ナポレオン戦争の後始末として生まれたドイツ連邦の内輪揉めと見ることも出来るらしい。ドイツ連邦の盟主はオーストリアだ。この戦争はそのオーストリアと他の連邦加盟国の戦いという図式になっているからだ。産業革命に遅れまいと近代化を図るプロイセンが、その過程でオーストリアの位置づけと扱いを決着させた戦いと評価されている。この敗戦の結果オーストリアは、域内に多数のドイツ系住民を擁しながら、ドイツ統一推進の枠外に置かれることとなった。
1866年開戦という事実を凝視する中から疑問もわき上がる。
1862年にウィーンに進出し1863年にはジンクアカデミーの指揮者を引き受けたブラームスは、そのころウィーン定住を決めていた。申すまでも無くブラームスはハンブルクの出身だが、そのハンブルクは一都市でありながら高い自治を認められた自由都市だった。先に述べたドイツ連邦においても、その議会で議決権を認められた存在だ。ということはつまり普墺戦争においてはオーストリアと敵対関係にあったということだ。
オーストリア側から見れば敵国人が首都にいるということだ。
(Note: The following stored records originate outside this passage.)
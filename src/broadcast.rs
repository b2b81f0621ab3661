use std::time::Duration;
use chrono::{Timelike, Utc};
use rust_i18n::t;
use teloxide::prelude::*;
use teloxide::types::ParseMode::Html;
use crate::domain::{Announcement, RecipientId};
use crate::metrics;
use crate::repo::{ChatKind, SubscriberRegistry};

/// Quiet hours in the announcement's local zone: deliveries in this span go
/// out without a notification sound.
const NIGHT_STARTS_AT: u32 = 22;
const NIGHT_ENDS_AT: u32 = 7;

/// How much of the message to keep in delivery-failure logs.
const LOG_PREVIEW_LEN: usize = 16;

#[derive(Clone)]
pub struct Broadcaster {
    bot: Bot,
    include: Vec<RecipientId>,
    exclude: Vec<RecipientId>,
    step: Duration,
    utc_offset_hours: i64,
}

impl Broadcaster {
    pub fn new(bot: Bot, include: Vec<RecipientId>, exclude: Vec<RecipientId>,
               step: Duration, utc_offset_hours: i64) -> Self {
        Self { bot, include, exclude, step, utc_offset_hours }
    }

    /// Fans the bulletin out to every eligible recipient. Each delivery is
    /// an independent fire-and-forget task with a strictly increasing start
    /// delay to stay under the API rate limit; one failing recipient never
    /// affects the others.
    pub fn broadcast(&self, event: &Announcement, registry: &SubscriberRegistry) {
        let recipients = compute_recipients(registry, &self.include, &self.exclude);
        log::info!("broadcasting the bulletin of {} to {} recipients",
            event.display_time, recipients.len());
        metrics::ALERT_DELIVERY.invoked();

        let local_hour = (Utc::now() + chrono::Duration::hours(self.utc_offset_hours)).hour();
        for (position, recipient) in recipients.into_iter().enumerate() {
            let bot = self.bot.clone();
            let delay = self.step * position as u32;
            let text = render_alert(event, recipient.is_channel());
            let silent = is_silent(local_hour, is_group_like(&recipient, registry));

            tokio::spawn(async move {
                tokio::time::sleep(delay).await;
                let mut request = bot.send_message(&recipient, text.clone());
                request.parse_mode = Some(Html);
                // channels keep their link previews
                request.disable_web_page_preview = Some(!recipient.is_channel());
                request.disable_notification = Some(silent);
                match request.await {
                    Ok(_) => metrics::ALERT_DELIVERY.finished(),
                    Err(e) => {
                        metrics::DELIVERY_ERRORS_COUNTER.inc();
                        let preview: String = text.chars().take(LOG_PREVIEW_LEN).collect();
                        log::error!("couldn't deliver the alert to {recipient} (text: {preview}...): {e}");
                    }
                }
            });
        }
    }
}

/// Recipient set = (registry keys ∪ include list) − exclude list, minus
/// muted subscribers, deduplicated.
pub fn compute_recipients(
    registry: &SubscriberRegistry,
    include: &[RecipientId],
    exclude: &[RecipientId],
) -> Vec<RecipientId> {
    let mut recipients: Vec<RecipientId> = registry.keys()
        .filter(|id| !registry[id].mute_alerts)
        .cloned()
        .collect();
    for id in include {
        if !recipients.contains(id) {
            recipients.push(id.clone());
        }
    }
    recipients.retain(|id| !exclude.contains(id));
    recipients
}

fn is_group_like(recipient: &RecipientId, registry: &SubscriberRegistry) -> bool {
    match registry.get(recipient) {
        Some(subscriber) => matches!(subscriber.kind, ChatKind::Group | ChatKind::Supergroup),
        None => recipient.is_group(),
    }
}

/// Groups are always silenced; individuals only during the night.
fn is_silent(local_hour: u32, is_group: bool) -> bool {
    is_group || local_hour >= NIGHT_STARTS_AT || local_hour < NIGHT_ENDS_AT
}

/// Channels get a standalone variant without command cross-links; chats get
/// a footer pointing at the bot's commands.
fn render_alert(event: &Announcement, channel_variant: bool) -> String {
    let body = format!(
        "<b>{}</b>\n{}",
        teloxide::utils::html::escape(&event.display_time),
        teloxide::utils::html::escape(&event.content),
    );
    if channel_variant {
        body
    } else {
        format!("{body}\n\n{}", t!("alert.footer", locale = "vi"))
    }
}
/// Pseudo-rows the aggregator mixes into its country table. They stay in the
/// snapshot for consumers that want them but never enter the leaderboard.
const AGGREGATE_ROWS: [&str; 10] = [
    "World", "Total:", "Europe", "North America", "South America",
    "Asia", "Africa", "Oceania", "Diamond Princess", "MS Zaandam",
];

/// Converts a textual counter into an integer.
///
/// The aggregator formats numbers with thousands separators and sometimes
/// leaves cells empty or filled with placeholders ("N/A"). The rule is the
/// same as `parseInt` with commas stripped: take the leading signed digit
/// run, anything else yields zero.
pub fn normalize(value: &str) -> i64 {
    let cleaned: String = value.trim()
        .chars()
        .filter(|c| *c != ',')
        .collect();
    let mut chars = cleaned.chars();
    let mut number = String::new();
    match chars.next() {
        Some(c) if c == '+' || c == '-' || c.is_ascii_digit() => number.push(c),
        _ => return 0,
    }
    number.extend(chars.take_while(char::is_ascii_digit));
    number.parse().unwrap_or(0)
}

/// Renders a positive delta as "+N"; zero and negative deltas render as
/// nothing, matching how the aggregator displays its "new" columns.
pub fn signed(value: i64) -> String {
    if value > 0 {
        format!("+{value}")
    } else {
        String::new()
    }
}

/// One country's slice of a snapshot. All counters are normalized at the
/// parse boundary, so comparisons and arithmetic never see raw strings.
#[derive(Debug, Clone, Default, PartialEq, Eq)]
pub struct CountryRow {
    pub country: String,
    pub cases: i64,
    pub new_cases: i64,
    pub deaths: i64,
    pub new_deaths: i64,
    pub recovered: i64,
    pub active_cases: i64,
    pub critical_cases: i64,
    pub cases_per_million: i64,
    pub deaths_per_million: i64,
}

impl CountryRow {
    pub fn is_aggregate(&self) -> bool {
        AGGREGATE_ROWS.iter().any(|name| name.eq_ignore_ascii_case(&self.country))
    }

    pub fn new_cases_display(&self) -> String {
        signed(self.new_cases)
    }

    pub fn new_deaths_display(&self) -> String {
        signed(self.new_deaths)
    }

    /// Country name shortened for narrow screens: spaces stripped, at most
    /// seven characters.
    pub fn short_name(&self) -> String {
        self.country.replace(' ', "").chars().take(7).collect()
    }
}

/// The higher-trust figure for the home country, reported by a dedicated
/// source that updates sooner than the aggregator.
#[derive(Debug, Copy, Clone, PartialEq, Eq, derive_more::Constructor)]
pub struct AuthoritativeFigure {
    pub cases: i64,
    pub deaths: i64,
}

/// Worldwide counters from the aggregator's headline block.
#[derive(Debug, Copy, Clone, Default, PartialEq, Eq)]
pub struct GlobalStats {
    pub cases: i64,
    pub deaths: i64,
    pub recovered: i64,
}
白い目で見られたりはしなかったのだろうか。
当時オーストリア域内には相当な数のドイツ系住民がいた。この人たちをいちいち敵国人扱いしていたらキリが無いというのが真相だろうと思う。何よりも戦争は7週間で終わったから、実際の影響はほぼなかったと思われる。ちなみに「美しく青きドナウ」はこの戦争で落ち込む市民を励ます意図があったらしい。後年ブラームスは、シュトラウスの娘の求めに応じてサインをした際に、冒頭の一節を書き「遺憾ながらヨハネス・ブラームスの作にあらず」としたためたというエピソードが知られている。普墺戦争のことを深刻に受け止めていたとは思えない。
1871年フランスとの普仏戦争については、ブラームスの伝記でも頻繁に言及されるが、普墺戦争については、あまり話題にならない。